大正8年5月 歌舞伎座 六代目中村傳九郎襲名披露

 

演目:

一、承久軍絵巻

二、丹前朝比奈

三、絵本太功記

四、勧善懲悪孝子誉

五、積恋雪関扉

 

今回はタイトルにも書いた様に2ヶ月連続での襲名披露となり、初代中村芝鶴が中村勘三郎家に伝わる名跡である六代目中村傳九郎を、彼の実子である三代目中村歌之助が二代目中村芝鶴をそれぞれ襲名しました。

傳九郎については下記のリンク先でほんの少し触れましたが改めて紹介したいと思います。

 

傳九郎が新富座を松竹に売却した経緯についてはこちらをご覧ください。

 

彼は元々江戸末期から明治時代初期に活躍した上方の名優である尾上松録(緑ではありません)の養子に当たります。
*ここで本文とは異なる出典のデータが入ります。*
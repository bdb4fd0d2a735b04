use assert_matches::assert_matches;
use chrono::{Duration, Utc};

use scheduling_cell::models::{AppointmentStatus, SchedulingError};
use scheduling_cell::services::lifecycle::AppointmentLifecycleService;

use AppointmentStatus::{Cancelled, Completed, Confirmed, Requested};

const ALL_STATUSES: [AppointmentStatus; 4] = [Requested, Confirmed, Cancelled, Completed];

fn allowed(from: AppointmentStatus, to: AppointmentStatus) -> bool {
    matches!(
        (from, to),
        (Requested, Confirmed)
            | (Requested, Cancelled)
            | (Confirmed, Cancelled)
            | (Confirmed, Completed)
    )
}

#[test]
fn transition_table_is_total_and_strict() {
    let lifecycle = AppointmentLifecycleService::new();

    for from in ALL_STATUSES {
        for to in ALL_STATUSES {
            let result = lifecycle.validate_status_transition(from, to);
            if allowed(from, to) {
                assert!(result.is_ok(), "{} -> {} should be allowed", from, to);
            } else {
                assert_matches!(
                    result,
                    Err(SchedulingError::InvalidTransition { .. }),
                    "{} -> {} should be rejected",
                    from,
                    to
                );
            }
        }
    }
}

#[test]
fn terminal_states_admit_no_transitions() {
    let lifecycle = AppointmentLifecycleService::new();

    assert!(lifecycle.valid_transitions(Cancelled).is_empty());
    assert!(lifecycle.valid_transitions(Completed).is_empty());
    assert!(Cancelled.is_terminal());
    assert!(Completed.is_terminal());
    assert!(!Requested.is_terminal());
    assert!(!Confirmed.is_terminal());
}

#[test]
fn only_cancelled_frees_its_slot() {
    assert!(!Cancelled.blocks_slot());
    assert!(Requested.blocks_slot());
    assert!(Confirmed.blocks_slot());
    assert!(Completed.blocks_slot());
}

#[test]
fn early_completion_is_flagged_not_rejected() {
    let lifecycle = AppointmentLifecycleService::new();
    let now = Utc::now();

    assert!(lifecycle.completes_ahead_of_schedule(now + Duration::hours(1), now));
    assert!(!lifecycle.completes_ahead_of_schedule(now - Duration::hours(1), now));

    // The transition itself is still valid either way.
    assert!(lifecycle
        .validate_status_transition(Confirmed, Completed)
        .is_ok());
}
// libs/scheduling-cell/src/services/lifecycle.rs
use chrono::{DateTime, Utc};
use tracing::{debug, warn};

use crate::models::{AppointmentStatus, SchedulingError};

pub struct AppointmentLifecycleService;

impl AppointmentLifecycleService {
    pub fn new() -> Self {
        Self
    }

    /// Validate that a status transition is allowed. The transition table is
    /// total and strict: anything not listed fails.
    pub fn validate_status_transition(
        &self,
        current_status: AppointmentStatus,
        new_status: AppointmentStatus,
    ) -> Result<(), SchedulingError> {
        debug!("Validating status transition {} -> {}", current_status, new_status);

        if !self.valid_transitions(current_status).contains(&new_status) {
            warn!("Invalid status transition attempted: {} -> {}", current_status, new_status);
            return Err(SchedulingError::InvalidTransition {
                from: current_status,
                to: new_status,
            });
        }

        Ok(())
    }

    /// All valid next statuses for a given current status.
    pub fn valid_transitions(&self, current_status: AppointmentStatus) -> Vec<AppointmentStatus> {
        match current_status {
            AppointmentStatus::Requested => vec![
                AppointmentStatus::Confirmed,
                AppointmentStatus::Cancelled,
            ],
            AppointmentStatus::Confirmed => vec![
                AppointmentStatus::Cancelled,
                AppointmentStatus::Completed,
            ],
            // Terminal states - no transitions allowed
            AppointmentStatus::Cancelled => vec![],
            AppointmentStatus::Completed => vec![],
        }
    }

    /// Completing an appointment before its scheduled start is suspicious but
    /// permitted; callers log it rather than reject it.
    pub fn completes_ahead_of_schedule(
        &self,
        scheduled_start_time: DateTime<Utc>,
        current_time: DateTime<Utc>,
    ) -> bool {
        scheduled_start_time > current_time
    }
}

impl Default for AppointmentLifecycleService {
    fn default() -> Self {
        Self::new()
    }
}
しかしながら、経緯は不明なものの役者としては小芝居の女形の役者であった市川鯉之丞の弟子となり市川由丸の名前で明治元年に初舞台を踏みました。その後明治5年頃から養父が名乗った名跡である尾上梅鶴を名乗り大阪の道頓堀に出演するも翌年に養父が死去してしまい、同じ道頓堀の役者であった三代目中村翫雀(初代鴈治郎の実父)の弟子となり明治9年に初代中村芝鶴を名乗りました。

その後明治18年ごろまで道頓堀に出演し実悪などを得意として活動していました。その後活動の拠点を東京に移し、主として春木座(後の本郷座)を中心に活動を行っていました。この春木座というのが中々目の付け所が良く、当時は小芝居の劇場ながらも延若(当時は延二郎)、斎入(当時は右團次)など上方役者が上京して定期公演を打つ劇場として知られていました。ここで経験を積んだ彼は横浜や何度かの大阪への短期的な出戻りを経て明治30年代には伝説の宮戸座へと移り明治31年1月には團十郎がいないとはいえ歌舞伎座の舞台に初めて出演するなど小芝居を活動拠点としつつもそれだけには収まらない幅広い活動をしていました。

規模に違いはあるものの、大芝居と小芝居を自由気儘に行き来した澤村源之助にも何処か似た立場にあり、五代目尾上菊五郎も彼について

 

「(初代)中村芝鶴は、どうにかすれば大歌舞伎に出られる芸を持っている

 

と彼に一目を置いていました。そして團菊の死後の明治37年5月に新富座を手に入れて座主になると慣れない経営に苦心しつつも役者としては各地を放浪して腕を磨き明治43年に松竹に新富座を売却後は明治44年11月の五代目中村歌右衛門襲名公演に成駒屋の弟子にしていた実子の歌之助襲名に合わせて13年ぶりに出演し、その後松竹の買収に伴い大正3年まで宮戸座と掛け持ちで出演しつつちゃっかり大芝居の役者となり、門之助の後釜として花車役などを主に務め続けて今回の襲名へと至りました。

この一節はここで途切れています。